A large number of students will not be asked to pay the full sticker price of a school. Rather, they are offered a financial aid plan that includes a mix of loans, grants, scholarships, and possibly work-study opportunities. The total price of attendance at American Institute of Alternative Medicine can feel tremendous, but do not forget that almost all students receive some sort of financial help.
Just what financing solutions does AIAM provide, and just what are you going to be eligible for? Keep scrolling for answers. Keep reading to discover what amount of financial assistance could be accessible to you.
How much aid you qualify for depends largely on your family’s financial circumstances. Use the information below to understand how much financial assistance you may get from American Institute of Alternative Medicine.
Through a mix of loans, grants, work-study and scholarships, schools bring down the effective cost so more students can attend. Bear in mind that not all aid is equal, and the amount any one student receives can vary widely.
Looking at the entering class at American Institute of Alternative Medicine, 87% of the incoming full-time class was awarded financial aid approximately 103 first-years).
| Type of Aid | % of Freshmen Receiving | Average Amount |
|---|---|---|
| Grant or scholarship aid (all sources) | 80% | $4,251 |
| Institutional grants & scholarships | 0% | — |
| Federal Pell grants | 80% | $4,107 |
| State/local grants | 0% | — |
| Federal student loans | 69% | $5,089 |
Because grants and scholarships do not have to be repaid, they are the most sought-after type of financial aid. At this school, around 69% of the undergraduate population received grant aid that averaged $4,394 (covering around 258 recipients).

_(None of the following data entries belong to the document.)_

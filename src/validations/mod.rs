mod short_url;

pub use short_url::{validate_long_url, validate_short_code};
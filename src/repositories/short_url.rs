// src/repositories/short_url.rs - Data access
use std::collections::BTreeMap;

use async_trait::async_trait;
use log::debug;
use parking_lot::RwLock;

use crate::errors::RepositoryError;
use crate::models::ShortUrl;

type Result<T> = std::result::Result<T, RepositoryError>;

#[cfg_attr(test, mockall::automock)]
#[async_trait]
pub trait ShortUrlRepositoryTrait: Send + Sync {
    /// Stores a new short URL under its short code
    ///
    /// ### Errors
    /// * `RepositoryError::Conflict` - If the short code is already mapped
    async fn save(&self, url: &ShortUrl) -> Result<ShortUrl>;

    /// Finds a short URL by its short code
    ///
    /// ### Returns
    /// * `Result<Option<ShortUrl>>` - The short URL if found, or `None` if not found
    async fn find_by_code(&self, code: &str) -> Result<Option<ShortUrl>>;

    /// Returns every stored short URL, ordered by short code
    async fn find_all(&self) -> Result<Vec<ShortUrl>>;

    /// Points an existing short code at a new long URL
    ///
    /// ### Returns
    /// * `Result<Option<ShortUrl>>` - The updated record, or `None` if the code is unknown
    async fn update(&self, code: &str, long_url: &str) -> Result<Option<ShortUrl>>;

    /// Deletes a short URL by its short code
    ///
    /// ### Arguments
    /// * `code` - The short code to delete
    /// * `require_exists` - If `true`, an error will be returned if the code does not exist
    ///
    /// ### Returns
    /// * `Result<bool>` - whether a record was removed
    ///
    /// ### Errors
    /// * `RepositoryError::NotFound` - If the code doesn't exist and `require_exists` is `true`
    async fn delete(&self, code: &str, require_exists: bool) -> Result<bool>;
}

/// In-process store; readers share the lock, writers are exclusive.
#[derive(Default)]
pub struct ShortUrlRepository {
    urls: RwLock<BTreeMap<String, ShortUrl>>,
}

impl ShortUrlRepository {
    pub fn new() -> Self {
        Self::default()
    }

    pub fn count(&self) -> usize {
        self.urls.read().len()
    }
}

#[async_trait]
impl ShortUrlRepositoryTrait for ShortUrlRepository {
    async fn save(&self, url: &ShortUrl) -> Result<ShortUrl> {
        let mut urls = self.urls.write();

        if urls.contains_key(&url.short_code) {
            return Err(RepositoryError::Conflict(format!(
                "Short code '{}' is already in use",
                url.short_code
            )));
        }

        urls.insert(url.short_code.clone(), url.clone());
        debug!("Stored short code '{}' ({} total)", url.short_code, urls.len());
        Ok(url.clone())
    }

    async fn find_by_code(&self, code: &str) -> Result<Option<ShortUrl>> {
        Ok(self.urls.read().get(code).cloned())
    }

    async fn find_all(&self) -> Result<Vec<ShortUrl>> {
        Ok(self.urls.read().values().cloned().collect())
    }

    async fn update(&self, code: &str, long_url: &str) -> Result<Option<ShortUrl>> {
        let mut urls = self.urls.write();

        Ok(urls.get_mut(code).map(|url| {
            url.retarget(long_url);
            url.clone()
        }))
    }

    async fn delete(&self, code: &str, require_exists: bool) -> Result<bool> {
        let is_deleted = self.urls.write().remove(code).is_some();

        if require_exists && !is_deleted {
            return Err(RepositoryError::NotFound(format!(
                "Short code '{}' not found",
                code
            )));
        }

        Ok(is_deleted)
    }
}
mod session;
mod short_url;
mod user;

pub use session::{SessionRepository, SessionRepositoryTrait};
pub use short_url::{ShortUrlRepository, ShortUrlRepositoryTrait};
pub use user::{UserRepository, UserRepositoryTrait};

#[cfg(test)]
pub use short_url::MockShortUrlRepositoryTrait;
#[cfg(test)]
pub use user::MockUserRepositoryTrait;
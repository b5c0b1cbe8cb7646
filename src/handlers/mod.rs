use actix_web::{http::header::LOCATION, HttpResponse};
use serde_json::{json, Value};

use crate::middleware::Session;

mod auth;
mod short_url;

pub use auth::{login_handler, login_page, logout_handler, register_handler, register_page};
pub use short_url::{
    create_handler, delete_handler, edit_handler, index_handler, new_handler, redirect_handler,
    show_handler, update_handler,
};

/// Render a page context: the logged-in username, the pending flash
/// messages (drained), and the page's own data.
pub(crate) fn page(session: &Session, data: Value) -> HttpResponse {
    let flashes = session.take_flashes();
    HttpResponse::Ok().json(json!({
        "username": session.username(),
        "success": flashes.success,
        "error": flashes.error,
        "data": data,
    }))
}

pub(crate) fn redirect(location: &str) -> HttpResponse {
    HttpResponse::Found()
        .insert_header((LOCATION, location))
        .finish()
}

/// Unknown page: tell the user on the next page and send them home
pub(crate) fn not_found(session: &Session) -> HttpResponse {
    session.error("Sorry, page was not found!");
    redirect("/")
}
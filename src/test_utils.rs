//! Test utilities and helpers.
//!
//! This module is only compiled when running tests.

#![cfg(test)]

use crate::config::Config;
use crate::seeds;
use crate::services::Services;

/// Fresh stores pre-populated with the seed data
pub async fn test_services() -> Services {
    let services = Services::new(&Config::default());
    seeds::seed(&services)
        .await
        .expect("Failed to seed test stores");
    services
}

/// Build the full application (session middleware and routes) around
/// `services` and initialise it as an actix test service.
macro_rules! init_test_app {
    ($services:expr, $config:expr) => {
        actix_web::test::init_service(
            actix_web::App::new()
                .wrap($crate::middleware::SessionMiddleware::new(
                    $services.sessions.clone(),
                    &$config.session,
                ))
                .configure(|cfg| {
                    $services.register(cfg);
                    $crate::routes::configure_routes(cfg);
                }),
        )
        .await
    };
}

pub(crate) use init_test_app;
use rand::{rng, Rng};

/// Alphabet short codes are drawn from (0-9, A-Z, a-z)
const CHARSET: &[u8] = b"0123456789ABCDEFGHIJKLMNOPQRSTUVWXYZabcdefghijklmnopqrstuvwxyz";

/// Default number of characters in a generated short code
pub const DEFAULT_CODE_LENGTH: usize = 6;

/// Source of candidate short codes.
///
/// Implementations make no uniqueness promise; callers are responsible for
/// checking a candidate against the store.
#[cfg_attr(test, mockall::automock)]
pub trait CodeGenerator: Send + Sync {
    fn generate(&self) -> String;
}

/// Generates codes of a fixed length with every character drawn uniformly
/// from the 62-symbol alphanumeric alphabet.
#[derive(Debug, Clone)]
pub struct RandomCodeGenerator {
    length: usize,
}

impl RandomCodeGenerator {
    pub fn new(length: usize) -> Self {
        Self { length }
    }
}

impl Default for RandomCodeGenerator {
    fn default() -> Self {
        Self::new(DEFAULT_CODE_LENGTH)
    }
}

impl CodeGenerator for RandomCodeGenerator {
    fn generate(&self) -> String {
        generate_short_id(self.length)
    }
}

/// Generates a random base62 character
pub fn random_base62_char() -> char {
    let idx = rng().random_range(0..CHARSET.len());
    CHARSET[idx] as char
}

/// Generates a random short ID of exactly `length` base62 characters
pub fn generate_short_id(length: usize) -> String {
    (0..length).map(|_| random_base62_char()).collect()
}

/// Returns true if `code` looks like something this generator could produce
pub fn is_short_code(code: &str) -> bool {
    !code.is_empty() && code.bytes().all(|b| b.is_ascii_alphanumeric())
}

#[cfg(test)]
mod tests {
    use std::collections::HashSet;

    use super::*;

    #[test]
    fn test_generate_has_requested_length() {
        assert_eq!(generate_short_id(6).len(), 6);
        assert_eq!(generate_short_id(12).len(), 12);
        assert!(generate_short_id(0).is_empty());
    }

    #[test]
    fn test_generate_uses_alphanumeric_alphabet() {
        for _ in 0..200 {
            let code = RandomCodeGenerator::default().generate();
            assert_eq!(code.len(), DEFAULT_CODE_LENGTH);
            assert!(is_short_code(&code), "unexpected code {}", code);
        }
    }

    #[test]
    fn test_generate_is_random() {
        let generator = RandomCodeGenerator::new(8);
        let codes: HashSet<String> = (0..100).map(|_| generator.generate()).collect();
        // 62^8 possibilities; 100 draws colliding would point at a broken RNG
        assert_eq!(codes.len(), 100);
    }

    #[test]
    fn test_every_symbol_is_reachable() {
        let seen: HashSet<char> = (0..20_000).map(|_| random_base62_char()).collect();
        assert_eq!(seen.len(), CHARSET.len());
    }

    #[test]
    fn test_is_short_code() {
        assert!(is_short_code("b2xVn2"));
        assert!(!is_short_code(""));
        assert!(!is_short_code("ab-123"));
        assert!(!is_short_code("ab/123"));
    }
}
// src/services/short_url.rs - Business logic
use std::sync::Arc;

use async_trait::async_trait;
use log::{debug, info, warn};

use crate::errors::{AppError, RepositoryError};
use crate::models::ShortUrl;
use crate::repositories::ShortUrlRepositoryTrait;
use crate::types::Result;
use crate::utils::CodeGenerator;
use crate::validations::validate_long_url;

#[async_trait]
pub trait ShortUrlServiceTrait {
    /// Allocates a fresh short code for `long_url`
    async fn create(&self, long_url: &str) -> Result<ShortUrl>;
    async fn lookup(&self, code: &str) -> Result<ShortUrl>;
    async fn list(&self) -> Result<Vec<ShortUrl>>;
    async fn update(&self, code: &str, long_url: &str) -> Result<ShortUrl>;
    async fn delete(&self, code: &str) -> Result<()>;
}

pub struct ShortUrlService<R: ShortUrlRepositoryTrait, G: CodeGenerator> {
    repository: Arc<R>,
    generator: G,
    max_attempts: usize,
}

impl<R: ShortUrlRepositoryTrait, G: CodeGenerator> ShortUrlService<R, G> {
    pub fn new(repository: Arc<R>, generator: G, max_attempts: usize) -> Self {
        Self {
            repository,
            generator,
            max_attempts,
        }
    }

    pub fn repository(&self) -> &R {
        &self.repository
    }
}

fn check_long_url(long_url: &str) -> Result<&str> {
    validate_long_url(long_url).map_err(|e| {
        AppError::Validation(
            e.message
                .map(|m| m.to_string())
                .unwrap_or_else(|| e.code.to_string()),
        )
    })?;
    Ok(long_url.trim())
}

#[async_trait]
impl<R, G> ShortUrlServiceTrait for ShortUrlService<R, G>
where
    R: ShortUrlRepositoryTrait,
    G: CodeGenerator,
{
    async fn create(&self, long_url: &str) -> Result<ShortUrl> {
        let long_url = check_long_url(long_url)?;

        // Generated codes are not unique by construction; a taken code is
        // retried rather than overwritten.
        for attempt in 1..=self.max_attempts {
            let candidate = ShortUrl::new(self.generator.generate(), long_url);

            match self.repository.save(&candidate).await {
                Ok(saved) => {
                    info!("Created short code '{}' for '{}'", saved.short_code, saved.long_url);
                    return Ok(saved);
                }
                Err(RepositoryError::Conflict(_)) => {
                    warn!(
                        "Short code '{}' already taken (attempt {}/{})",
                        candidate.short_code, attempt, self.max_attempts
                    );
                }
                Err(e) => return Err(e.into()),
            }
        }

        Err(AppError::Internal(
            "Failed to generate a unique short code after multiple attempts".to_string(),
        ))
    }

    async fn lookup(&self, code: &str) -> Result<ShortUrl> {
        debug!("Looking up short code '{}'", code);
        self.repository
            .find_by_code(code)
            .await?
            .ok_or_else(|| AppError::NotFound(format!("Short code '{}' does not exist", code)))
    }

    async fn list(&self) -> Result<Vec<ShortUrl>> {
        Ok(self.repository.find_all().await?)
    }

    async fn update(&self, code: &str, long_url: &str) -> Result<ShortUrl> {
        // Unknown codes report not-found regardless of the submitted URL
        if self.repository.find_by_code(code).await?.is_none() {
            return Err(AppError::NotFound(format!("Short code '{}' does not exist", code)));
        }
        let long_url = check_long_url(long_url)?;

        let updated = self
            .repository
            .update(code, long_url)
            .await?
            .ok_or_else(|| AppError::NotFound(format!("Short code '{}' does not exist", code)))?;

        info!("Short code '{}' now points to '{}'", code, updated.long_url);
        Ok(updated)
    }

    async fn delete(&self, code: &str) -> Result<()> {
        self.repository.delete(code, true).await?;
        info!("Deleted short code '{}'", code);
        Ok(())
    }
}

| Award | % of Undergrads Receiving | Average Amount |
|---|---|---|
| Grant or scholarship aid (all sources) | 69% | $4,394 |
| Federal Pell grants | 67% | $4,260 |
| Federal student loans | 64% | $6,581 |
On-campus students receiving title-IV aid were awarded grants averaging $3,880.
Need-based aid means lower-income families typically pay far less than the sticker price suggests.
| Family Income | Average Net Price |
|---|---|
| $0 – $48,000 | $32,030 |
| $30,001 – $75,000 | $32,714 |
| Over $75,000 | $35,639 |
Each figure is the net price after grants and scholarships, not the published sticker price.
Net price is the average annual cost after grants and scholarships are subtracted from the published cost of attendance — the figure closest to what a typical aid-receiving student actually pays.
| Cohort | Average Net Price |
|---|---|
| On-campus title-IV students | $38,392 |
| Off-campus title-IV students | $32,285 |
To project your own net price, use AIAM’s NPC: www.aiam.edu/calculator.
The middle student in the debt distribution at AIAM owes $9,500 in federal student debt.
| Metric | Amount |
|---|---|
| Median federal debt (all student-aid borrowers) | $9,500 |
| Median federal debt (graduates only) | $9,500 |
| Typical 10-year monthly payment (graduates) | $100.72/mo |
Under a standard ten-year plan, the median graduate’s monthly payment lands near the figure above.
A single median figure conceals how much debt outcomes differ student to student. These percentiles trace how cumulative federal debt is spread among borrowers at AIAM.
| Percentile | Cumulative Federal Debt |
|---|---|
| 10th percentile (lowest-debt students) | $3,500 |
| 25th percentile | $7,917 |
| 75th percentile | $20,000 |
| 90th percentile (highest-debt students) | $27,000 |
Median debt varies by family income, by first-generation status, and by dependency status.
Median Debt by Income Bracket
| Income tier | Median federal debt |
|---|---|
| Low income | $9,500 |
First-Generation Comparison
| Cohort | Median federal debt |
|---|---|
| First-generation students | $9,500 |
| Continuing-generation students | $9,500 |
Dependency-Status Comparison
| Cohort | Median federal debt |
|---|---|
| Dependent students | $9,334 |
| Independent students | $9,500 |
The Department of Education computes summary indicators that describe debt outcomes at a glance. AIAM.
Stafford loans make up the bulk of federal direct lending to undergraduates. These figures summarize annual Stafford program activity at AIAM:
| Metric | Value |
|---|---|
| Stafford loan recipients | 2500 |
| Total Stafford loan amount | $41,508,274 |
GI Bill and DoD Tuition Assistance are the two federal aid programs targeted at military-affiliated students.
Post-9/11 GI Bill activity
| Metric | Value |
|---|---|
| GI Bill recipients | 3 |
| Total GI Bill amount | $29,846 |
| Average GI Bill amount per recipient | $9,949 |
References
More about our data sources and methodologies.